▶ _PROBLEM_:
Show each line in the listing below that contains the word "while".

SOURCE MATERIAL: Begin

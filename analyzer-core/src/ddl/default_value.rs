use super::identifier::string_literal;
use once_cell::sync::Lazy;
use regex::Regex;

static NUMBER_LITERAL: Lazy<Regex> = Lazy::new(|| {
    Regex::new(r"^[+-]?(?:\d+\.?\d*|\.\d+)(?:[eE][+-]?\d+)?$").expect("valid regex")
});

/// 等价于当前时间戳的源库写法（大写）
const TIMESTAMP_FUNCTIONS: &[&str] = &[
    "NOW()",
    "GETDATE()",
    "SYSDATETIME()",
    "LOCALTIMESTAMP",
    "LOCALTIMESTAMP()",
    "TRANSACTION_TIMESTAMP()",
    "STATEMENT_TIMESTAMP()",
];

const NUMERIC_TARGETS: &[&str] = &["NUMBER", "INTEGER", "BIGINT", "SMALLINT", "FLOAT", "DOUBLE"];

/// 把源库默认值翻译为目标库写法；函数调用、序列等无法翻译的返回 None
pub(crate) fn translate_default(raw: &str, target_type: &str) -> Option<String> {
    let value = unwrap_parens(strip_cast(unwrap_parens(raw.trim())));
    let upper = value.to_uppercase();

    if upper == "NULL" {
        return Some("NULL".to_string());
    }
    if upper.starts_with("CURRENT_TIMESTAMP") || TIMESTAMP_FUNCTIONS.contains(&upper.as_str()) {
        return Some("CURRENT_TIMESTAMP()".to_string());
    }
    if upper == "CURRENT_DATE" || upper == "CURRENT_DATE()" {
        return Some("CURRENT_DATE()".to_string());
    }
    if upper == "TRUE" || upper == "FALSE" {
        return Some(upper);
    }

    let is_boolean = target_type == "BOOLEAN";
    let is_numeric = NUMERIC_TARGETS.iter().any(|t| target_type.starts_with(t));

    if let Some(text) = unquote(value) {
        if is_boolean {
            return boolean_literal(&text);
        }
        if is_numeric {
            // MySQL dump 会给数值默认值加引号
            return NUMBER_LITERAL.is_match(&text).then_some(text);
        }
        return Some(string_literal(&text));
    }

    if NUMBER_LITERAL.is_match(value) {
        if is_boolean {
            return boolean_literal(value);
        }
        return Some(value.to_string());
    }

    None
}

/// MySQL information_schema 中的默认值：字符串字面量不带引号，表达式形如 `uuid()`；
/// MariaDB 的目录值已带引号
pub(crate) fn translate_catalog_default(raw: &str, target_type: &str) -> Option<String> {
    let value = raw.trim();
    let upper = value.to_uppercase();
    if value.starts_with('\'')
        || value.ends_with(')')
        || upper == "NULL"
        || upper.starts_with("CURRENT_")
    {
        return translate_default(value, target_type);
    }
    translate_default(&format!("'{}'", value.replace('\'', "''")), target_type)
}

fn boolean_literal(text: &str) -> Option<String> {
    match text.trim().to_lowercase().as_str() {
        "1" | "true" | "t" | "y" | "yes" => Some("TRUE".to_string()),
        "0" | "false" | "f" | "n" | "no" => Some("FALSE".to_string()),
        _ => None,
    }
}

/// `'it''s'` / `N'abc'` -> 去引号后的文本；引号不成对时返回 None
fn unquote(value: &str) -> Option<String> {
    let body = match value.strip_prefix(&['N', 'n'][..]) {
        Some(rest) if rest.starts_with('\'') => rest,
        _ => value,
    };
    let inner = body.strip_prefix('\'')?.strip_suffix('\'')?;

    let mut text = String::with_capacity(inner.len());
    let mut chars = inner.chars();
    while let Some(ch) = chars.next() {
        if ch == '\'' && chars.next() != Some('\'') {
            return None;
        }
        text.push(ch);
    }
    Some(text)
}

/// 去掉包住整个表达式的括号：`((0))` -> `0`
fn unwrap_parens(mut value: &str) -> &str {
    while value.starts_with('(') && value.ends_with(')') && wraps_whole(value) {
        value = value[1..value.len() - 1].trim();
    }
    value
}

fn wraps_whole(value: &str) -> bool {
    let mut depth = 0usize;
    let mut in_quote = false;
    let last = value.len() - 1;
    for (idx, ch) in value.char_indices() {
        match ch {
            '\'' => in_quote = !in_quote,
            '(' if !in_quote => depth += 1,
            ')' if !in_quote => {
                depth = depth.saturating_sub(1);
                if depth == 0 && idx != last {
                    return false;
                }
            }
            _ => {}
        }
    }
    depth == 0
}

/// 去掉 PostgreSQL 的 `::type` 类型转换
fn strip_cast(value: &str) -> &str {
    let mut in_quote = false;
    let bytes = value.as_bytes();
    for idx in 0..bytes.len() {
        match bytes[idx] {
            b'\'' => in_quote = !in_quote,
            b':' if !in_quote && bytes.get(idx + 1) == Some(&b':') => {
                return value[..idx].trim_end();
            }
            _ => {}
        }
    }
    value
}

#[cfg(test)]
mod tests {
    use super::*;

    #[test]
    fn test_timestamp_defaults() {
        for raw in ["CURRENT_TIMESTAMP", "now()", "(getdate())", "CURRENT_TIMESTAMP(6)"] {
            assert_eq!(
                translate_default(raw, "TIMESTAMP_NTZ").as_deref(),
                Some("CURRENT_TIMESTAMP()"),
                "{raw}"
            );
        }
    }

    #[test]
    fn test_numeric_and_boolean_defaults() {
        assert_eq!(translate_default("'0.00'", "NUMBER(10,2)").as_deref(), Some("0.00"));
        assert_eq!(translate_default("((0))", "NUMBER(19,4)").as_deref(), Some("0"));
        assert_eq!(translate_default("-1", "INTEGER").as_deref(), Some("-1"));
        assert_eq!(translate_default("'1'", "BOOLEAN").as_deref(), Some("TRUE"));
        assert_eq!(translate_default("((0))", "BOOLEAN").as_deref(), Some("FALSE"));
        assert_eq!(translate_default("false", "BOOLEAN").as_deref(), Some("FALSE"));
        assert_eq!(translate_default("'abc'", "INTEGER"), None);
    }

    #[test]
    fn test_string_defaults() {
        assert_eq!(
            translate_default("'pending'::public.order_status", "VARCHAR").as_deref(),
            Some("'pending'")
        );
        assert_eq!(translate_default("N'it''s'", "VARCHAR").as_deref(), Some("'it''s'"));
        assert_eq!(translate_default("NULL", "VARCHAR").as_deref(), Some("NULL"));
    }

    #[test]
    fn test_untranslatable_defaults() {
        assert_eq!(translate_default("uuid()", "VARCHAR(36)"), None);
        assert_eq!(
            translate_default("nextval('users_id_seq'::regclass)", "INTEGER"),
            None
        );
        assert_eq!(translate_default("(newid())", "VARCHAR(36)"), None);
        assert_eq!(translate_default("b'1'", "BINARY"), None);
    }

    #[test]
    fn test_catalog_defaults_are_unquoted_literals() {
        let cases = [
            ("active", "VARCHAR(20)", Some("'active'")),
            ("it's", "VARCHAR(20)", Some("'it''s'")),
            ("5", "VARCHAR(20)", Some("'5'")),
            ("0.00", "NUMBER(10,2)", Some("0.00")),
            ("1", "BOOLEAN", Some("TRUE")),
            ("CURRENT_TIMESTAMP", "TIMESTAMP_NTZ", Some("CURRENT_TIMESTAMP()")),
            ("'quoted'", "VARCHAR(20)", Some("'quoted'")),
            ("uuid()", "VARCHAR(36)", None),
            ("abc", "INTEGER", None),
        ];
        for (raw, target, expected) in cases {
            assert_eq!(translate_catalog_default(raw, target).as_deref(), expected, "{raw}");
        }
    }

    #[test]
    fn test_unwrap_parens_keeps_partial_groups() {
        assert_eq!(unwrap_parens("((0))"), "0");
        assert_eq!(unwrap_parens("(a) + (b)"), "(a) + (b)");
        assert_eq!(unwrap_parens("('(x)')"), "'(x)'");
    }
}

SOURCE MATERIAL: End
SOURCE MATERIAL: Begin

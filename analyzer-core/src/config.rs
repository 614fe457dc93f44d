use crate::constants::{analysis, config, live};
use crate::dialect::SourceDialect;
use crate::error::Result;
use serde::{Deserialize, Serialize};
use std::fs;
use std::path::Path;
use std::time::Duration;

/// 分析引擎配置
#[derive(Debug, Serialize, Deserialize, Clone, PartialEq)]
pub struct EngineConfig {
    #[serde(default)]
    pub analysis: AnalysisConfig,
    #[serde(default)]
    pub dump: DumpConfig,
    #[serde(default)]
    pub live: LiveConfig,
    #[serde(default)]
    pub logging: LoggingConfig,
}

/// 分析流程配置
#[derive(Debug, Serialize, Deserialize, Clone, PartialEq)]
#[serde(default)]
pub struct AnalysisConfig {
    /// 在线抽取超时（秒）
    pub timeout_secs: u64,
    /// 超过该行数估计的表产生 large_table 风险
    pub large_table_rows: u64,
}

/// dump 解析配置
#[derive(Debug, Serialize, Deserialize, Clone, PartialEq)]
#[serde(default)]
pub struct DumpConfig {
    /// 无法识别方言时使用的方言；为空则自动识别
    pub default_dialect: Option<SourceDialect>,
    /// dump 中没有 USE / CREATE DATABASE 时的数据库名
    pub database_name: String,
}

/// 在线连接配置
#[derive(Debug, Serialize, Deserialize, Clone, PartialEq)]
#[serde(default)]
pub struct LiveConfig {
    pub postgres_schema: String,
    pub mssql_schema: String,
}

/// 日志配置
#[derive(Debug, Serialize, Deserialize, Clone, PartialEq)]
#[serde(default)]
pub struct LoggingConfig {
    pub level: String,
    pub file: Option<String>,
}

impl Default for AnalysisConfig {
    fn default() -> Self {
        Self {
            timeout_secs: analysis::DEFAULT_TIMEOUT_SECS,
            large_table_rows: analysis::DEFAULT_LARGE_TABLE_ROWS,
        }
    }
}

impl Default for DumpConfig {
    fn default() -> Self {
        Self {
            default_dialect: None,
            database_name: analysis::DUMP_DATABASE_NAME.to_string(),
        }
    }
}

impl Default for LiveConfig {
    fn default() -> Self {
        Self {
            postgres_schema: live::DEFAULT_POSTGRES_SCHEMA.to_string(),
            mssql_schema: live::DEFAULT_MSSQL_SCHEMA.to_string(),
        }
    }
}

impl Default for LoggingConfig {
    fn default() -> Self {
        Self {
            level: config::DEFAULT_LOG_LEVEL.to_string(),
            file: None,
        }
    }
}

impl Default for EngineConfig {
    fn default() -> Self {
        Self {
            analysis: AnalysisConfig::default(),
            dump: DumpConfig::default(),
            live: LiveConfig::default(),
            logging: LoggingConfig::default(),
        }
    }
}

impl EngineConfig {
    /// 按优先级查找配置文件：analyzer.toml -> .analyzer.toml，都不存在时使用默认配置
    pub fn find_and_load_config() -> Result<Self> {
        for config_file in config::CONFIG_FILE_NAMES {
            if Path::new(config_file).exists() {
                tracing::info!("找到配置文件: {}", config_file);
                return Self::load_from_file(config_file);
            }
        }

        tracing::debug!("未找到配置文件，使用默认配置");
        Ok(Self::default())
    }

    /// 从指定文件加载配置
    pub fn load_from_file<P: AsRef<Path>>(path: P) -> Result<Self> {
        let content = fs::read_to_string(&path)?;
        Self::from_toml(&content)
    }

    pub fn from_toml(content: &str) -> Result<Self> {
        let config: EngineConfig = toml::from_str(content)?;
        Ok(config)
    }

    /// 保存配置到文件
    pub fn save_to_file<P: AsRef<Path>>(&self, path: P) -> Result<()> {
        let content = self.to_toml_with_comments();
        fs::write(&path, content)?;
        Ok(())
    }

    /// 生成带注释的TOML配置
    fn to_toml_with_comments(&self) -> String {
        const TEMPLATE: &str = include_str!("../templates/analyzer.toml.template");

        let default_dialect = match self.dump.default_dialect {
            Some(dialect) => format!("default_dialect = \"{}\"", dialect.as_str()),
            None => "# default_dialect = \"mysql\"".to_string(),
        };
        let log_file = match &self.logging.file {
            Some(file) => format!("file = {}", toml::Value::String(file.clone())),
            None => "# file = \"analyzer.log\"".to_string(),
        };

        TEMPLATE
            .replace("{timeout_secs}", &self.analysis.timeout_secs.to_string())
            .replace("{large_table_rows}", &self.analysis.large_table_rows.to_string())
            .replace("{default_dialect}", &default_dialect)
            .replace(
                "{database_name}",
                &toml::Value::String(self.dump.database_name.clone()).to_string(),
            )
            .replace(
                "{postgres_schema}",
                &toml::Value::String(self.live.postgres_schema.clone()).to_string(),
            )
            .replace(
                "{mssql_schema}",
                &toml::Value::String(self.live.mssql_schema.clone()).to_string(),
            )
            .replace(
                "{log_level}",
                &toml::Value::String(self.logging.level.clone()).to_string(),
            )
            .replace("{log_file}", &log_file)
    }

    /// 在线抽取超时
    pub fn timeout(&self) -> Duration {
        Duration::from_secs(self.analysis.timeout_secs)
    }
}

SOURCE MATERIAL: End

▶ _ANSWER SPACE_:
    while let Some(ch) = chars.next() {
    while value.starts_with('(') && value.ends_with(')') && wraps_whole(value) {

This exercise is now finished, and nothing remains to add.